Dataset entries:
+++

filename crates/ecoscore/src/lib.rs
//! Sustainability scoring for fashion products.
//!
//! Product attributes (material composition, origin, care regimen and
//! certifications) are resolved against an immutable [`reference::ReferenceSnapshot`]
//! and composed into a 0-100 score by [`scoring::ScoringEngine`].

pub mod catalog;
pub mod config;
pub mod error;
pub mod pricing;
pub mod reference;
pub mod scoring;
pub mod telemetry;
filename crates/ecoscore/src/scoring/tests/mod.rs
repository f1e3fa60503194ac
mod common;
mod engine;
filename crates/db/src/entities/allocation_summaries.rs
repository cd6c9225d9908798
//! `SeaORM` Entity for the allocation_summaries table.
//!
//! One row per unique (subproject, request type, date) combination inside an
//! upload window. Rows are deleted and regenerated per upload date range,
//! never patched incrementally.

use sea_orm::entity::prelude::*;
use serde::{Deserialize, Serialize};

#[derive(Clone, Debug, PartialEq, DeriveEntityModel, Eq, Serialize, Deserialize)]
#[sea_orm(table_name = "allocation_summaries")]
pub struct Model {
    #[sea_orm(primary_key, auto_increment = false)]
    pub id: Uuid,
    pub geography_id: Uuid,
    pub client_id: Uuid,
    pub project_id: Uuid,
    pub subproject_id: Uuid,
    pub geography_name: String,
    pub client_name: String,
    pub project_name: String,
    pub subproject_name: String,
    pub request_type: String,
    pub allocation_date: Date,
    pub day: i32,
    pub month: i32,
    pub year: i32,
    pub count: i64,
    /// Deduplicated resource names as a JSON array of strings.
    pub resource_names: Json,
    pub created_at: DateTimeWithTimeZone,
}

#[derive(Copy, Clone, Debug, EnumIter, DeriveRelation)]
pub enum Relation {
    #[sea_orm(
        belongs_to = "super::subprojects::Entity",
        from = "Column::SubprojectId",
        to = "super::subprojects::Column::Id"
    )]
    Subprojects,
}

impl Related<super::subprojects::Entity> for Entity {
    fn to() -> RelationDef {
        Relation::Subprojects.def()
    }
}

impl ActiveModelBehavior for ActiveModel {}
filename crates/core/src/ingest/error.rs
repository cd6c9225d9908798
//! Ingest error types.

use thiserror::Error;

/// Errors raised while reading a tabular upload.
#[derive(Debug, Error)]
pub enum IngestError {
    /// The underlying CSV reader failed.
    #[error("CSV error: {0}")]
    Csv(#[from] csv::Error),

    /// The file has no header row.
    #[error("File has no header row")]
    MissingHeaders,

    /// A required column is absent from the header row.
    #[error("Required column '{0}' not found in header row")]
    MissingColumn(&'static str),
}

+++

- **Task to complete**: Please restate only the opening stretch of the records above: every line from the first through the one containing "filename crates/db/src/entities/allocation_summaries.rs", exactly as written.

- **Task response**:
filename crates/ecoscore/src/lib.rs
//! Sustainability scoring for fashion products.
//!
//! Product attributes (material composition, origin, care regimen and
//! certifications) are resolved against an immutable [`reference::ReferenceSnapshot`]
//! and composed into a 0-100 score by [`scoring::ScoringEngine`].

pub mod catalog;
pub mod config;
pub mod error;
pub mod pricing;
pub mod reference;
pub mod scoring;
pub mod telemetry;
filename crates/ecoscore/src/scoring/tests/mod.rs
repository f1e3fa60503194ac
mod common;
mod engine;
filename crates/db/src/entities/allocation_summaries.rs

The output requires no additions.